◆ REQUIRED WORK: Determine how many lines of the entries contain "GrainClient". Reply with that number alone.

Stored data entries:
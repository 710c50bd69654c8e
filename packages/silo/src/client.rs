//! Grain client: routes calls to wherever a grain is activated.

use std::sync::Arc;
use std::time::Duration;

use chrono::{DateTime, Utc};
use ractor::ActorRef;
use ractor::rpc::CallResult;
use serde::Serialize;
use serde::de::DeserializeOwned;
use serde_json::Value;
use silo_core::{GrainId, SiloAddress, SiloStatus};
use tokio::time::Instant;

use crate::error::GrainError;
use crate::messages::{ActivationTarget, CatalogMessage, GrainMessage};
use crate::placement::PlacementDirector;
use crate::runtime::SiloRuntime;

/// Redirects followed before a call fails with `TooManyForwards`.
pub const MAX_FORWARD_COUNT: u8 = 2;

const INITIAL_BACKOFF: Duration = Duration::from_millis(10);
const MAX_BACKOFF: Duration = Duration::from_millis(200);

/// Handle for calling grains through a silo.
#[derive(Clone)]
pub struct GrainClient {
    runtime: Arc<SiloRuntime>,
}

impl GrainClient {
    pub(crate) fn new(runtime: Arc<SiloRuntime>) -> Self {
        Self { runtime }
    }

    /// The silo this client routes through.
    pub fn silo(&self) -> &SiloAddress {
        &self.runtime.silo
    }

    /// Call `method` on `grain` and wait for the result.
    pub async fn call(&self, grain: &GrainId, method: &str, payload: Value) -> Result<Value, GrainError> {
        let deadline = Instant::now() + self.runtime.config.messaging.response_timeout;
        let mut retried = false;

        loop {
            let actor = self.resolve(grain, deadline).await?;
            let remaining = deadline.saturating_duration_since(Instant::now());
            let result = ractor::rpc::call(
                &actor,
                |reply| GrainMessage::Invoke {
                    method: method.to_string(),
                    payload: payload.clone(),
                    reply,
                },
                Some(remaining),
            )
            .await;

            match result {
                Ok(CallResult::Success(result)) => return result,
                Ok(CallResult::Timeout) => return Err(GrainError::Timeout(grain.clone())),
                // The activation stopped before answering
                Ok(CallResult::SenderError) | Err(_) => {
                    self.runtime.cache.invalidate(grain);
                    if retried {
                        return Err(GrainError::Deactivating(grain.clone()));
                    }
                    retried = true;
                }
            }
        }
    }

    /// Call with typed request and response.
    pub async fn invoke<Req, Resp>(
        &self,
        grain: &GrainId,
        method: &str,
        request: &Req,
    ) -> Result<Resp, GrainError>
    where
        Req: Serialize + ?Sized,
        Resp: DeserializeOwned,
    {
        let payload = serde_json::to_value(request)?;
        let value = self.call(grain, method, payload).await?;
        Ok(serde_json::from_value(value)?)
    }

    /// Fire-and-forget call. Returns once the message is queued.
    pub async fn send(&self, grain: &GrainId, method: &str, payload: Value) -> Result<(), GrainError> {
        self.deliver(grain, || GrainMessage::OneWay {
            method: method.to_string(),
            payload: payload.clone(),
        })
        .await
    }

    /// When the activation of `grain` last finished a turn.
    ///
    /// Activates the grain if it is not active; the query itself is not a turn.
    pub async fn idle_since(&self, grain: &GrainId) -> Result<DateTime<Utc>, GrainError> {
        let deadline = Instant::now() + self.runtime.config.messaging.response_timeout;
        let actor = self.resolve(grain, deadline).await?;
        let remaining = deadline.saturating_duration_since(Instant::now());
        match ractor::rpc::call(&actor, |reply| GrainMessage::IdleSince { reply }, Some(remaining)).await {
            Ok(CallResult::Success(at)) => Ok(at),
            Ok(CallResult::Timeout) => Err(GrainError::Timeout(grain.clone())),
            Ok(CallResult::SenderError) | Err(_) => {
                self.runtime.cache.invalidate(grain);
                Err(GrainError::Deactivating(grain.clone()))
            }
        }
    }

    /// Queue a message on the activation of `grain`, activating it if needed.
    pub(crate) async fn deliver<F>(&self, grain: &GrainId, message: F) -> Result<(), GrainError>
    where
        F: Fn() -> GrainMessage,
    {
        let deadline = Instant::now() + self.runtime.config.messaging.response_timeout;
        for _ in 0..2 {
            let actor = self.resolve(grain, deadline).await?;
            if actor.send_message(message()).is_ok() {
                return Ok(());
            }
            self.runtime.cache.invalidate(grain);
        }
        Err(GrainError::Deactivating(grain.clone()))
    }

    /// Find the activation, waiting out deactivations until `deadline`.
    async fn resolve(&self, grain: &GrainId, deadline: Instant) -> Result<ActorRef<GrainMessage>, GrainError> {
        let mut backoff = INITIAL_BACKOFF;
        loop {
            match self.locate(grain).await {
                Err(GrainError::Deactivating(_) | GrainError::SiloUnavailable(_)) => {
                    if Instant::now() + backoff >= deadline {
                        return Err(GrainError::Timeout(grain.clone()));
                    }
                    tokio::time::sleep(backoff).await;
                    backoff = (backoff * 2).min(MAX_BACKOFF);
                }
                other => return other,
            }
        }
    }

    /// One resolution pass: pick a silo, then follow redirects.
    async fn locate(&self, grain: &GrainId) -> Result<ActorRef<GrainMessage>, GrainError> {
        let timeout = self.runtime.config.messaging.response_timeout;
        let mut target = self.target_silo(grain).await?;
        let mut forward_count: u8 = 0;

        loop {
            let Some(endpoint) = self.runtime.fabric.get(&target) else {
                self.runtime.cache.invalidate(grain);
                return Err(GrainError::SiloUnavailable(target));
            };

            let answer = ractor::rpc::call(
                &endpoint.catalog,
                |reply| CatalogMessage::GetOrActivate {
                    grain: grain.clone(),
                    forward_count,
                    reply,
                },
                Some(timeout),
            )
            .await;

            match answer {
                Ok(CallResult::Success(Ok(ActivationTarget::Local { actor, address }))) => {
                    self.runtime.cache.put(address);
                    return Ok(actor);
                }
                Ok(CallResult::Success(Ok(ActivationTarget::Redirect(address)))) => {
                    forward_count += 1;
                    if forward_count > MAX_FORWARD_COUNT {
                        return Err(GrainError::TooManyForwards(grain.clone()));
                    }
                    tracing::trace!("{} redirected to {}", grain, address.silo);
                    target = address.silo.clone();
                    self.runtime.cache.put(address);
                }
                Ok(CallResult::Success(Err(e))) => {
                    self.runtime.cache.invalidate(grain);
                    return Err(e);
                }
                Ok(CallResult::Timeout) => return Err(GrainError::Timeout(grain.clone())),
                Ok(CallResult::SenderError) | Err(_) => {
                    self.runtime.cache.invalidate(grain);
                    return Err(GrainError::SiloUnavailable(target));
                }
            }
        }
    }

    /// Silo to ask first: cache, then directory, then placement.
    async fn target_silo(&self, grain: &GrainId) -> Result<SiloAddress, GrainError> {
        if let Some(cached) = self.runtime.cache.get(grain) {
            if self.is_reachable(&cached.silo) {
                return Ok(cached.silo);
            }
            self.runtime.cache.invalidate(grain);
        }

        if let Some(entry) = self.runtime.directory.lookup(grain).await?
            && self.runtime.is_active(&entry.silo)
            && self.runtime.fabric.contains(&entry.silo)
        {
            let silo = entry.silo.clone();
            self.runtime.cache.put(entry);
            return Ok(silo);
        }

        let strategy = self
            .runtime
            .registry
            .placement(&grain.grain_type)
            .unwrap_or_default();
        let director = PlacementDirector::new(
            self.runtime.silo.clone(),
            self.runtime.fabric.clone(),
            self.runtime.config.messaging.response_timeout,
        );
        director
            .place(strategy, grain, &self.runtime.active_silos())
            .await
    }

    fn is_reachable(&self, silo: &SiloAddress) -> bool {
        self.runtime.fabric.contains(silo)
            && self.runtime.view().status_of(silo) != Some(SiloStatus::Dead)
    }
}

◆ SOLUTION TO THE EXERCISE: 2